• Records shown
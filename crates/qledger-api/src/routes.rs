//! API routes.

use std::sync::Arc;

use axum::middleware;
use axum::routing::{get, post};
use axum::Router;
use metrics_exporter_prometheus::PrometheusHandle;
use tower_http::limit::RequestBodyLimitLayer;
use tower_http::timeout::TimeoutLayer;

use crate::handlers::{change_plan, consume_action, evaluate_action, get_quota, health, ready};
use crate::metrics::metrics_middleware;
use crate::middleware::{cors_layer, rate_limit_middleware, request_id, request_logging, security_headers, RateLimiterCache};
use crate::state::AppState;

/// Create the API router.
pub fn create_router(state: AppState, metrics_handle: Option<PrometheusHandle>) -> Router {
    let quota_routes = Router::new()
        .route("/quota", get(get_quota))
        .route("/quota/evaluate", post(evaluate_action))
        .route("/quota/consume", post(consume_action))
        .route("/plan", post(change_plan));

    let rate_limiter = Arc::new(RateLimiterCache::new(state.config.rate_limit_rps));

    let api_routes = quota_routes.layer(middleware::from_fn_with_state(
        rate_limiter,
        rate_limit_middleware,
    ));

    let health_routes = Router::new()
        .route("/health", get(health))
        .route("/healthz", get(health))
        .route("/ready", get(ready));

    let metrics_routes = match metrics_handle {
        Some(handle) => Router::new().route("/metrics", get(move || async move { handle.render() })),
        None => Router::new(),
    };

    Router::new()
        .nest("/api", api_routes)
        .merge(health_routes)
        .merge(metrics_routes)
        .layer(RequestBodyLimitLayer::new(state.config.max_body_size))
        .layer(TimeoutLayer::new(state.config.request_timeout))
        .layer(middleware::from_fn(metrics_middleware))
        .layer(middleware::from_fn(security_headers))
        .layer(middleware::from_fn(request_logging))
        .layer(middleware::from_fn(request_id))
        .layer(cors_layer(&state.config.cors_origins))
        .with_state(state)
}
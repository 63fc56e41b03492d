//! The quota ledger facade.
//!
//! Composes reconcile, classify and check into one call, and exposes the
//! debit that follows an allowed evaluation. Collaborators are injected so a
//! stricter classifier or a different plan table can be swapped in.

use qledger_models::time::EpochMillis;
use qledger_models::{Account, AccountState, Action, Decision, PlanTier};

use crate::affordability::{check_affordability, debit};
use crate::catalog::{PlanCatalog, StaticPlanCatalog};
use crate::classifier::{ActionClassifier, PatternClassifier};
use crate::error::{LedgerError, LedgerResult};
use crate::state::account_state;
use crate::upgrade::apply_plan_upgrade;
use crate::windows::{reconcile_windows, Reconciliation};

/// Result of evaluating a request against an account.
#[derive(Debug, Clone, PartialEq, Eq)]
pub struct Evaluation {
    /// The reconciled account. Returned even on denial so resets can be persisted.
    pub account: Account,
    /// The classified action.
    pub action: Action,
    /// Whether the action may proceed.
    pub decision: Decision,
    /// Whether reconciliation changed the account.
    pub reset_applied: bool,
}

impl Evaluation {
    pub fn cost(&self) -> u32 {
        self.action.cost
    }
}

/// Stateless quota accounting over injected collaborators.
#[derive(Debug, Clone, Default)]
pub struct QuotaLedger<C = PatternClassifier, P = StaticPlanCatalog> {
    classifier: C,
    catalog: P,
}

impl<C: ActionClassifier, P: PlanCatalog> QuotaLedger<C, P> {
    pub fn new(classifier: C, catalog: P) -> Self {
        Self { classifier, catalog }
    }

    pub fn catalog(&self) -> &P {
        &self.catalog
    }

    /// Apply elapsed window resets.
    pub fn reconcile(&self, account: &Account, now: EpochMillis) -> Reconciliation {
        reconcile_windows(account, &self.catalog, now)
    }

    /// Classify a request and attach its cost.
    pub fn classify(&self, text: &str, has_attachments: bool) -> Action {
        Action::of(self.classifier.classify(text, has_attachments))
    }

    /// Check an action against an already reconciled account.
    pub fn check(&self, account: &Account, action: &Action) -> Decision {
        check_affordability(account, action, &self.catalog)
    }

    /// Reconcile, classify and check in one pass.
    pub fn evaluate(
        &self,
        account: &Account,
        now: EpochMillis,
        text: &str,
        has_attachments: bool,
    ) -> Evaluation {
        let reconciled = self.reconcile(account, now);
        let action = self.classify(text, has_attachments);
        let decision = self.check(&reconciled.account, &action);
        let reset_applied = reconciled.changed();

        Evaluation {
            account: reconciled.account,
            action,
            decision,
            reset_applied,
        }
    }

    /// Debit `action` from `account`.
    ///
    /// Only valid after an `Allowed` decision for this exact pair.
    pub fn commit(&self, account: &Account, action: &Action) -> Account {
        debit(account, action)
    }

    /// Debit an evaluation, refusing denied ones.
    pub fn commit_evaluation(&self, evaluation: &Evaluation) -> LedgerResult<Account> {
        match evaluation.decision {
            Decision::Allowed => Ok(debit(&evaluation.account, &evaluation.action)),
            Decision::Denied(reason) => Err(LedgerError::NotAllowed(reason)),
        }
    }

    /// Switch plans, raising the balance to the new entitlement if needed.
    pub fn upgrade(&self, account: &Account, plan: PlanTier) -> Account {
        apply_plan_upgrade(account, plan, &self.catalog)
    }

    /// Label a reconciled account.
    pub fn state(&self, account: &Account) -> AccountState {
        account_state(account, &self.catalog)
    }
}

• Exercise requirements
Return the material above in full, word for word.

• Response area
filename crates/qledger-api/src/routes.rs
//! API routes.

use std::sync::Arc;

use axum::middleware;
use axum::routing::{get, post};
use axum::Router;
use metrics_exporter_prometheus::PrometheusHandle;
use tower_http::limit::RequestBodyLimitLayer;
use tower_http::timeout::TimeoutLayer;

use crate::handlers::{change_plan, consume_action, evaluate_action, get_quota, health, ready};
use crate::metrics::metrics_middleware;
use crate::middleware::{cors_layer, rate_limit_middleware, request_id, request_logging, security_headers, RateLimiterCache};
use crate::state::AppState;

/// Create the API router.
pub fn create_router(state: AppState, metrics_handle: Option<PrometheusHandle>) -> Router {
    let quota_routes = Router::new()
        .route("/quota", get(get_quota))
        .route("/quota/evaluate", post(evaluate_action))
        .route("/quota/consume", post(consume_action))
        .route("/plan", post(change_plan));

    let rate_limiter = Arc::new(RateLimiterCache::new(state.config.rate_limit_rps));

    let api_routes = quota_routes.layer(middleware::from_fn_with_state(
        rate_limiter,
        rate_limit_middleware,
    ));

    let health_routes = Router::new()
        .route("/health", get(health))
        .route("/healthz", get(health))
        .route("/ready", get(ready));

    let metrics_routes = match metrics_handle {
        Some(handle) => Router::new().route("/metrics", get(move || async move { handle.render() })),
        None => Router::new(),
    };

    Router::new()
        .nest("/api", api_routes)
        .merge(health_routes)
        .merge(metrics_routes)
        .layer(RequestBodyLimitLayer::new(state.config.max_body_size))
        .layer(TimeoutLayer::new(state.config.request_timeout))
        .layer(middleware::from_fn(metrics_middleware))
        .layer(middleware::from_fn(security_headers))
        .layer(middleware::from_fn(request_logging))
        .layer(middleware::from_fn(request_id))
        .layer(cors_layer(&state.config.cors_origins))
        .with_state(state)
}
repository 63fc56e41b03492d
//! The quota ledger facade.
//!
//! Composes reconcile, classify and check into one call, and exposes the
//! debit that follows an allowed evaluation. Collaborators are injected so a
//! stricter classifier or a different plan table can be swapped in.

use qledger_models::time::EpochMillis;
use qledger_models::{Account, AccountState, Action, Decision, PlanTier};

use crate::affordability::{check_affordability, debit};
use crate::catalog::{PlanCatalog, StaticPlanCatalog};
use crate::classifier::{ActionClassifier, PatternClassifier};
use crate::error::{LedgerError, LedgerResult};
use crate::state::account_state;
use crate::upgrade::apply_plan_upgrade;
use crate::windows::{reconcile_windows, Reconciliation};

/// Result of evaluating a request against an account.
#[derive(Debug, Clone, PartialEq, Eq)]
pub struct Evaluation {
    /// The reconciled account. Returned even on denial so resets can be persisted.
    pub account: Account,
    /// The classified action.
    pub action: Action,
    /// Whether the action may proceed.
    pub decision: Decision,
    /// Whether reconciliation changed the account.
    pub reset_applied: bool,
}

impl Evaluation {
    pub fn cost(&self) -> u32 {
        self.action.cost
    }
}

/// Stateless quota accounting over injected collaborators.
#[derive(Debug, Clone, Default)]
pub struct QuotaLedger<C = PatternClassifier, P = StaticPlanCatalog> {
    classifier: C,
    catalog: P,
}

impl<C: ActionClassifier, P: PlanCatalog> QuotaLedger<C, P> {
    pub fn new(classifier: C, catalog: P) -> Self {
        Self { classifier, catalog }
    }

    pub fn catalog(&self) -> &P {
        &self.catalog
    }

    /// Apply elapsed window resets.
    pub fn reconcile(&self, account: &Account, now: EpochMillis) -> Reconciliation {
        reconcile_windows(account, &self.catalog, now)
    }

    /// Classify a request and attach its cost.
    pub fn classify(&self, text: &str, has_attachments: bool) -> Action {
        Action::of(self.classifier.classify(text, has_attachments))
    }

    /// Check an action against an already reconciled account.
    pub fn check(&self, account: &Account, action: &Action) -> Decision {
        check_affordability(account, action, &self.catalog)
    }

    /// Reconcile, classify and check in one pass.
    pub fn evaluate(
        &self,
        account: &Account,
        now: EpochMillis,
        text: &str,
        has_attachments: bool,
    ) -> Evaluation {
        let reconciled = self.reconcile(account, now);
        let action = self.classify(text, has_attachments);
        let decision = self.check(&reconciled.account, &action);
        let reset_applied = reconciled.changed();

        Evaluation {
            account: reconciled.account,
            action,
            decision,
            reset_applied,
        }
    }

    /// Debit `action` from `account`.
    ///
    /// Only valid after an `Allowed` decision for this exact pair.
    pub fn commit(&self, account: &Account, action: &Action) -> Account {
        debit(account, action)
    }

    /// Debit an evaluation, refusing denied ones.
    pub fn commit_evaluation(&self, evaluation: &Evaluation) -> LedgerResult<Account> {
        match evaluation.decision {
            Decision::Allowed => Ok(debit(&evaluation.account, &evaluation.action)),
            Decision::Denied(reason) => Err(LedgerError::NotAllowed(reason)),
        }
    }

    /// Switch plans, raising the balance to the new entitlement if needed.
    pub fn upgrade(&self, account: &Account, plan: PlanTier) -> Account {
        apply_plan_upgrade(account, plan, &self.catalog)
    }

    /// Label a reconciled account.
    pub fn state(&self, account: &Account) -> AccountState {
        account_state(account, &self.catalog)
    }
}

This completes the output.